**Work to complete**
Records appear below. Give all of them again, exactly.

[Entries taken from a collection]
● ● ● ●

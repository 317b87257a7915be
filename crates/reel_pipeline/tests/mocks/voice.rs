use std::{
    path::Path,
    sync::{Arc, Mutex},
};

use reel_pipeline::VoiceSynthesizer;

#[derive(Clone, Default)]
pub struct MockVoiceSynthesizer {
    pub calls: Arc<Mutex<Vec<String>>>,
    pub fail_with: Option<String>,
}

impl MockVoiceSynthesizer {
    pub fn failing(msg: &str) -> Self {
        Self {
            calls: Arc::new(Mutex::new(Vec::new())),
            fail_with: Some(msg.to_string()),
        }
    }
}

impl VoiceSynthesizer for MockVoiceSynthesizer {
    const VOICE_MODEL: &str = "mock-tts";
    type Error = anyhow::Error;

    async fn synthesize_voice(&self, narration: &str, dest: &Path) -> Result<(), Self::Error> {
        self.calls.lock().unwrap().push(narration.to_string());
        if let Some(ref msg) = self.fail_with {
            return Err(anyhow::anyhow!("{}", msg));
        }
        tokio::fs::write(dest, b"mock audio").await?;
        Ok(())
    }
}
use std::path::Path;

use base64::Engine;
use reqwest::Client;
use serde::Deserialize;

use crate::{
    error::Error,
    gen::{check_status, fetch_to_file, ImageParams, ImageSynthesizer, ScriptPlanner, VoiceSynthesizer},
    script::{parse_script, Script},
};

/// Client for the OpenAI-compatible endpoints the pipeline consumes: chat
/// completions (script planning), speech synthesis, and image generation.
#[derive(Clone)]
pub struct OpenAIClient {
    client: Client,
    api_key: String,
    base_url: String,
}

impl OpenAIClient {
    const SYSTEM_PROMPT: &str = include_str!("./prompts/system_script.txt");

    pub fn new(api_key: impl Into<String>) -> Self {
        Self {
            client: Client::new(),
            api_key: api_key.into(),
            base_url: "https://api.openai.com/v1".into(),
        }
    }

    pub fn with_base_url(mut self, url: impl Into<String>) -> Self {
        self.base_url = url.into();
        self
    }

    pub async fn send_completion_request(
        &self,
        model_name: impl Into<String>,
        user_content: impl Into<String>,
    ) -> Result<CompletionResponse, Error> {
        let body = serde_json::json!({
            "model": model_name.into(),
            "response_format": { "type": "json_object" },
            "messages": [
                {
                    "role": "system",
                    "content": Self::SYSTEM_PROMPT
                },
                {
                    "role": "user",
                    "content": user_content.into()
                }
            ]
        });

        let resp = self
            .client
            .post(format!("{}/chat/completions", self.base_url))
            .bearer_auth(&self.api_key)
            .json(&body)
            .send()
            .await
            .inspect_err(|e| tracing::error!(error = %e, "Failed to make http request"))?;

        Ok(check_status(resp).await?.json::<CompletionResponse>().await?)
    }
}

#[derive(Debug, Deserialize)]
pub struct CompletionResponse {
    pub id: String,
    pub choices: Vec<CompletionChoice>,
}

#[derive(Debug, Deserialize)]
pub struct CompletionChoice {
    pub index: u32,
    pub message: CompletionMessage,
    pub finish_reason: String,
}

#[derive(Debug, Deserialize)]
pub struct CompletionMessage {
    pub role: String,
    pub content: Option<String>,
}

#[derive(Debug, Deserialize)]
struct ImagesResponse {
    data: Vec<ImageDatum>,
}

#[derive(Debug, Deserialize)]
struct ImageDatum {
    b64_json: Option<String>,
    url: Option<String>,
}

impl ScriptPlanner for OpenAIClient {
    const PLANNER_MODEL: &str = "gpt-4-1106-preview";

    type Error = Error;

    async fn plan(&self, topic: &str) -> Result<Script, Error> {
        let response = self
            .send_completion_request(Self::PLANNER_MODEL, topic)
            .await
            .inspect_err(|e| tracing::error!(error = %e, "Failed to plan script"))?;

        let content = response
            .choices
            .first()
            .and_then(|c| c.message.content.clone())
            .ok_or_else(|| Error::Upstream("no content in completion response".into()))?;

        parse_script(&content)
    }
}

impl VoiceSynthesizer for OpenAIClient {
    const VOICE_MODEL: &str = "tts-1-hd";

    type Error = Error;

    async fn synthesize_voice(&self, narration: &str, dest: &Path) -> Result<(), Error> {
        let body = serde_json::json!({
            "model": Self::VOICE_MODEL,
            "voice": "onyx",
            "input": narration,
        });

        let resp = self
            .client
            .post(format!("{}/audio/speech", self.base_url))
            .bearer_auth(&self.api_key)
            .json(&body)
            .send()
            .await
            .inspect_err(|e| tracing::error!(error = %e, "Failed to make http request"))?;

        let bytes = check_status(resp).await?.bytes().await?;
        if let Some(parent) = dest.parent() {
            tokio::fs::create_dir_all(parent).await?;
        }
        tokio::fs::write(dest, &bytes).await?;

        tracing::info!(dest = %dest.display(), "voiceover saved");
        Ok(())
    }
}

impl ImageSynthesizer for OpenAIClient {
    const IMAGE_MODEL: &str = "dall-e-3";

    type Error = Error;

    async fn synthesize_image(
        &self,
        prompt: &str,
        params: &ImageParams,
        dest: &Path,
    ) -> Result<(), Error> {
        let body = serde_json::json!({
            "model": Self::IMAGE_MODEL,
            "prompt": prompt,
            "n": 1,
            "size": params.size,
            "quality": params.quality,
            "response_format": "b64_json",
        });

        let resp = self
            .client
            .post(format!("{}/images/generations", self.base_url))
            .bearer_auth(&self.api_key)
            .json(&body)
            .send()
            .await
            .inspect_err(|e| tracing::error!(error = %e, "Failed to make http request"))?;

        let response = check_status(resp).await?.json::<ImagesResponse>().await?;
        let datum = response
            .data
            .first()
            .ok_or_else(|| Error::Upstream("image response contains no data".into()))?;

        // The service answers with the image inline or with a URL to fetch;
        // either way the file is fully on disk before returning.
        if let Some(b64) = &datum.b64_json {
            let bytes = base64::engine::general_purpose::STANDARD
                .decode(b64)
                .map_err(|e| Error::Transport {
                    status: 0,
                    message: format!("invalid base64 image payload: {e}"),
                })?;
            if let Some(parent) = dest.parent() {
                tokio::fs::create_dir_all(parent).await?;
            }
            tokio::fs::write(dest, &bytes).await?;
        } else if let Some(url) = &datum.url {
            fetch_to_file(&self.client, url, dest).await?;
        } else {
            return Err(Error::Upstream(
                "image response has neither b64_json nor url".into(),
            ));
        }

        tracing::debug!(dest = %dest.display(), "image saved");
        Ok(())
    }
}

● ● ● ●

**Output for this exercise**
repository 317b87257a7915be
filename crates/reel_pipeline/tests/mocks/voice.rs
use std::{
    path::Path,
    sync::{Arc, Mutex},
};

use reel_pipeline::VoiceSynthesizer;

#[derive(Clone, Default)]
pub struct MockVoiceSynthesizer {
    pub calls: Arc<Mutex<Vec<String>>>,
    pub fail_with: Option<String>,
}

impl MockVoiceSynthesizer {
    pub fn failing(msg: &str) -> Self {
        Self {
            calls: Arc::new(Mutex::new(Vec::new())),
            fail_with: Some(msg.to_string()),
        }
    }
}

impl VoiceSynthesizer for MockVoiceSynthesizer {
    const VOICE_MODEL: &str = "mock-tts";
    type Error = anyhow::Error;

    async fn synthesize_voice(&self, narration: &str, dest: &Path) -> Result<(), Self::Error> {
        self.calls.lock().unwrap().push(narration.to_string());
        if let Some(ref msg) = self.fail_with {
            return Err(anyhow::anyhow!("{}", msg));
        }
        tokio::fs::write(dest, b"mock audio").await?;
        Ok(())
    }
}
use std::path::Path;

use base64::Engine;
use reqwest::Client;
use serde::Deserialize;

use crate::{
    error::Error,
    gen::{check_status, fetch_to_file, ImageParams, ImageSynthesizer, ScriptPlanner, VoiceSynthesizer},
    script::{parse_script, Script},
};

/// Client for the OpenAI-compatible endpoints the pipeline consumes: chat
/// completions (script planning), speech synthesis, and image generation.
#[derive(Clone)]
pub struct OpenAIClient {
    client: Client,
    api_key: String,
    base_url: String,
}

impl OpenAIClient {
    const SYSTEM_PROMPT: &str = include_str!("./prompts/system_script.txt");

    pub fn new(api_key: impl Into<String>) -> Self {
        Self {
            client: Client::new(),
            api_key: api_key.into(),
            base_url: "https://api.openai.com/v1".into(),
        }
    }

    pub fn with_base_url(mut self, url: impl Into<String>) -> Self {
        self.base_url = url.into();
        self
    }

    pub async fn send_completion_request(
        &self,
        model_name: impl Into<String>,
        user_content: impl Into<String>,
    ) -> Result<CompletionResponse, Error> {
        let body = serde_json::json!({
            "model": model_name.into(),
            "response_format": { "type": "json_object" },
            "messages": [
                {
                    "role": "system",
                    "content": Self::SYSTEM_PROMPT
                },
                {
                    "role": "user",
                    "content": user_content.into()
                }
            ]
        });

        let resp = self
            .client
            .post(format!("{}/chat/completions", self.base_url))
            .bearer_auth(&self.api_key)
            .json(&body)
            .send()
            .await
            .inspect_err(|e| tracing::error!(error = %e, "Failed to make http request"))?;

        Ok(check_status(resp).await?.json::<CompletionResponse>().await?)
    }
}

#[derive(Debug, Deserialize)]
pub struct CompletionResponse {
    pub id: String,
    pub choices: Vec<CompletionChoice>,
}

#[derive(Debug, Deserialize)]
pub struct CompletionChoice {
    pub index: u32,
    pub message: CompletionMessage,
    pub finish_reason: String,
}

#[derive(Debug, Deserialize)]
pub struct CompletionMessage {
    pub role: String,
    pub content: Option<String>,
}

#[derive(Debug, Deserialize)]
struct ImagesResponse {
    data: Vec<ImageDatum>,
}

#[derive(Debug, Deserialize)]
struct ImageDatum {
    b64_json: Option<String>,
    url: Option<String>,
}

impl ScriptPlanner for OpenAIClient {
    const PLANNER_MODEL: &str = "gpt-4-1106-preview";

    type Error = Error;

    async fn plan(&self, topic: &str) -> Result<Script, Error> {
        let response = self
            .send_completion_request(Self::PLANNER_MODEL, topic)
            .await
            .inspect_err(|e| tracing::error!(error = %e, "Failed to plan script"))?;

        let content = response
            .choices
            .first()
            .and_then(|c| c.message.content.clone())
            .ok_or_else(|| Error::Upstream("no content in completion response".into()))?;

        parse_script(&content)
    }
}

impl VoiceSynthesizer for OpenAIClient {
    const VOICE_MODEL: &str = "tts-1-hd";

    type Error = Error;

    async fn synthesize_voice(&self, narration: &str, dest: &Path) -> Result<(), Error> {
        let body = serde_json::json!({
            "model": Self::VOICE_MODEL,
            "voice": "onyx",
            "input": narration,
        });

        let resp = self
            .client
            .post(format!("{}/audio/speech", self.base_url))
            .bearer_auth(&self.api_key)
            .json(&body)
            .send()
            .await
            .inspect_err(|e| tracing::error!(error = %e, "Failed to make http request"))?;

        let bytes = check_status(resp).await?.bytes().await?;
        if let Some(parent) = dest.parent() {
            tokio::fs::create_dir_all(parent).await?;
        }
        tokio::fs::write(dest, &bytes).await?;

        tracing::info!(dest = %dest.display(), "voiceover saved");
        Ok(())
    }
}

impl ImageSynthesizer for OpenAIClient {
    const IMAGE_MODEL: &str = "dall-e-3";

    type Error = Error;

    async fn synthesize_image(
        &self,
        prompt: &str,
        params: &ImageParams,
        dest: &Path,
    ) -> Result<(), Error> {
        let body = serde_json::json!({
            "model": Self::IMAGE_MODEL,
            "prompt": prompt,
            "n": 1,
            "size": params.size,
            "quality": params.quality,
            "response_format": "b64_json",
        });

        let resp = self
            .client
            .post(format!("{}/images/generations", self.base_url))
            .bearer_auth(&self.api_key)
            .json(&body)
            .send()
            .await
            .inspect_err(|e| tracing::error!(error = %e, "Failed to make http request"))?;

        let response = check_status(resp).await?.json::<ImagesResponse>().await?;
        let datum = response
            .data
            .first()
            .ok_or_else(|| Error::Upstream("image response contains no data".into()))?;

        // The service answers with the image inline or with a URL to fetch;
        // either way the file is fully on disk before returning.
        if let Some(b64) = &datum.b64_json {
            let bytes = base64::engine::general_purpose::STANDARD
                .decode(b64)
                .map_err(|e| Error::Transport {
                    status: 0,
                    message: format!("invalid base64 image payload: {e}"),
                })?;
            if let Some(parent) = dest.parent() {
                tokio::fs::create_dir_all(parent).await?;
            }
            tokio::fs::write(dest, &bytes).await?;
        } else if let Some(url) = &datum.url {
            fetch_to_file(&self.client, url, dest).await?;
        } else {
            return Err(Error::Upstream(
                "image response has neither b64_json nor url".into(),
            ));
        }

        tracing::debug!(dest = %dest.display(), "image saved");
        Ok(())
    }
}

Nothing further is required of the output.